Role models can also help kids develop new ways to see themselves in the world and encourage them to explore as they grow.
Another reason to include multiple positive influences in a child’s life is simply familiarity and understanding. For the same reason that many parents try to expose their kids to a varied menu of food, making sure they get to know a wide range of people can help them grow into more empathetic people. Not every influence needs to be as big of a part of a child’s life as the term “role model” implies. But the more diversity they encounter, the more they’ll feel comfortable and confident meeting new people as they get older.
How can I make sure there are positive role models in my child’s life?
Finding role models for your little one’s life is easier than you may think. They can come in many forms — from family members to famous figures, like professional athletes, musicians, or cultural and historical icons. Anyone that your child looks up to and identifies with can be a positive role model.
However, the best role models will be the people they feel comfortable with — especially while they’re very young. Most likely, these will be the same people you feel comfortable with, who feel like a natural part of your family life.

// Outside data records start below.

use clap::{Parser, Subcommand};
use indicatif::{ProgressBar, ProgressStyle};
use std::path::PathBuf;
use std::str::FromStr;
use std::time::Duration;
use swarm_transfer::hash::derive_transport_key;
use swarm_transfer::manager::{self, DownloadRequest, TransferManager};
use swarm_transfer::{Collaborators, Config, FileHash, JsonResumeStore, LoopbackNetwork, PeerId, StaticFileIndex};
use tracing::{info, warn};
use tracing_subscriber::EnvFilter;

const SEEDER: u8 = 1;
const LEECHER: u8 = 2;
const RELAY_DOWNLOAD_ID: u64 = 1;

#[derive(Parser, Debug)]
#[command(author, version, about, long_about = None)]
struct Cli {
    /// Path to the configuration file (TOML format)
    #[arg(short, long, default_value = "config.toml")]
    config: PathBuf,

    #[command(subcommand)]
    command: Commands,
}

#[derive(Subcommand, Debug)]
enum Commands {
    /// Share a file between two in-process nodes
    Relay {
        /// Path to the file to share
        #[arg(short, long)]
        file: PathBuf,
        /// Where the downloaded copy goes, instead of the configured incoming directory
        #[arg(short, long)]
        output: Option<PathBuf>,
        /// Find the source through tunnels instead of naming it
        #[arg(long)]
        tunnels: bool,
    },
    /// Print the transport key derived from a file hash
    Key {
        /// Hex encoded SHA-256 of the file
        hash: String,
    },
    /// List downloads waiting to be resumed
    Resume,
}

#[tokio::main]
async fn main() -> Result<(), Box<dyn std::error::Error>> {
    let cli = Cli::parse();
    let mut config = Config::load_or_create(&cli.config)?;

    let filter = EnvFilter::try_from_default_env().or_else(|_| EnvFilter::try_new(&config.logging.filter))?;
    tracing_subscriber::fmt().with_env_filter(filter).init();

    match cli.command {
        Commands::Relay { file, output, tunnels } => {
            if let Some(output) = output {
                config.transfer.incoming_directory = output.to_string_lossy().into_owned();
            }
            run_relay(config, file, tunnels).await?
        }
        Commands::Key { hash } => {
            let hash = FileHash::from_str(&hash)?;
            println!("{}", hex::encode(derive_transport_key(&hash)));
        }
        Commands::Resume => list_suspended(&config)?,
    }

    Ok(())
}

async fn run_relay(config: Config, file: PathBuf, tunnels: bool) -> Result<(), Box<dyn std::error::Error>> {
    let size = std::fs::metadata(&file)?.len();
    let name = file
        .file_name()
        .map(|n| n.to_string_lossy().into_owned())
        .ok_or_else(|| format!("{} has no file name", file.display()))?;

    let mut files = StaticFileIndex::default();
    let hash = files.add_file(file.clone())?;
    info!("Sharing {} ({} bytes) as {}", file.display(), size, hash);

    let network = LoopbackNetwork::default();
    let seeder_peer = PeerId::from_index(SEEDER);
    let leecher_peer = PeerId::from_index(LEECHER);

    let seeder = TransferManager::new(
        seeder_peer,
        config.transfer.clone(),
        Collaborators::new(network.transport(seeder_peer)).with_files(files),
    );
    let (seeder, seeder_join) = manager::spawn(seeder);
    network.register(seeder_peer, seeder.sender());

    let store = JsonResumeStore::new(PathBuf::from(&config.transfer.resume_directory));
    let suspended = store.load_all()?.into_iter().find(|download| download.hash == hash);
    let leecher = TransferManager::new(
        leecher_peer,
        config.transfer.clone(),
        Collaborators::new(network.transport(leecher_peer)).with_store(store),
    );
    let (leecher, leecher_join) = manager::spawn(leecher);
    network.register(leecher_peer, leecher.sender());

    let source = (!tunnels).then_some(seeder_peer);
    let request = match suspended {
        Some(download) => {
            info!("Resuming download {} at {:.1}%", download.id, download.completion_percentage());
            DownloadRequest {
                from: source,
                ..DownloadRequest::from(download)
            }
        }
        None => DownloadRequest {
            id: RELAY_DOWNLOAD_ID,
            name: name.clone(),
            hash,
            size,
            from: source,
            chunk_map: None,
        },
    };
    let id = request.id;
    leecher.start_download(request)?;

    let pb = ProgressBar::new(size);
    pb.set_style(
        ProgressStyle::default_bar()
            .template("{spinner:.green} [{elapsed_precise}] [{wide_bar:.cyan/blue}] {bytes}/{total_bytes} ({bytes_per_sec}) ETA: {eta} - {msg}")?
            .progress_chars("#>-"),
    );
    pb.set_message(format!("Receiving: {}", name));

    let mut interval = tokio::time::interval(Duration::from_millis(200));
    let completed = loop {
        tokio::select! {
            _ = interval.tick() => {}
            _ = tokio::signal::ctrl_c() => {
                warn!("Interrupted, suspending download");
                break false;
            }
        }
        let progress = leecher.downloads_progress().await?;
        let Some(download) = progress.iter().find(|p| p.id == id) else {
            break false;
        };
        pb.set_position(download.current);
        if download.completed {
            break true;
        }
    };

    if completed {
        pb.finish_with_message(format!("Received: {}", name));
        info!("{} saved in {}", name, config.transfer.incoming_directory);
    } else {
        pb.abandon_with_message(format!("Suspended: {}", name));
    }

    leecher.shutdown();
    seeder.shutdown();
    leecher_join.await?;
    seeder_join.await?;
    Ok(())
}

fn list_suspended(config: &Config) -> Result<(), Box<dyn std::error::Error>> {
    let store = JsonResumeStore::new(PathBuf::from(&config.transfer.resume_directory));
    let downloads = store.load_all()?;
    if downloads.is_empty() {
        println!("No suspended downloads in {}", store.dir().display());
    }
    for download in downloads {
        println!(
            "{:>6}  {:>5.1}%  {}  {}",
            download.id,
            download.completion_percentage(),
            download.hash,
            download.name
        );
    }
    Ok(())
}
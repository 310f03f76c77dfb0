pub mod agent;
pub mod block;
pub mod chunk_map;
pub mod config;
pub mod distributor;
pub mod error;
pub mod hash;
pub mod hooks;
pub mod loopback;
pub mod manager;
pub mod peer;
pub mod progress;
pub mod provider;
pub mod rename;
pub mod resume;
pub mod sparse;

pub use agent::{AgentTimings, TransferAgent};
pub use block::{BLOCK_SIZE, CHUNK_SIZE};
pub use chunk_map::ChunkMap;
pub use config::Config;
pub use distributor::{ChunkDistributor, FileTransferStrategy};
pub use error::{Result, TransferError};
pub use hash::{ChunkChecksum, FileHash, PeerId};
pub use hooks::{Collaborators, DownloadStore, FileAttributes, FileIndex, Outbound, StaticFileIndex, Transport};
pub use loopback::{LoopbackNetwork, LoopbackTransport};
pub use manager::{spawn, Action, DownloadRequest, TransferHandle, TransferManager};
pub use progress::{FileProgress, ProgressBoard};
pub use provider::FileProvider;
pub use resume::{JsonResumeStore, SuspendedDownload};

// Re-export commonly used types
pub use bytes;
pub use tokio;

That means your siblings, parents, and friends are all pretty ideal candidates for the position of “role model.” Since they’re already a positive part of your life, all they have to do is keep showing up.
As your little one gets older, you can also make a point to include a range of teachers, babysitters, and coaches in their life. Before you know it, your little one will start picking out their own role models. Then, you have an excellent opportunity to start a conversation about the qualities they admire in their favorite figures.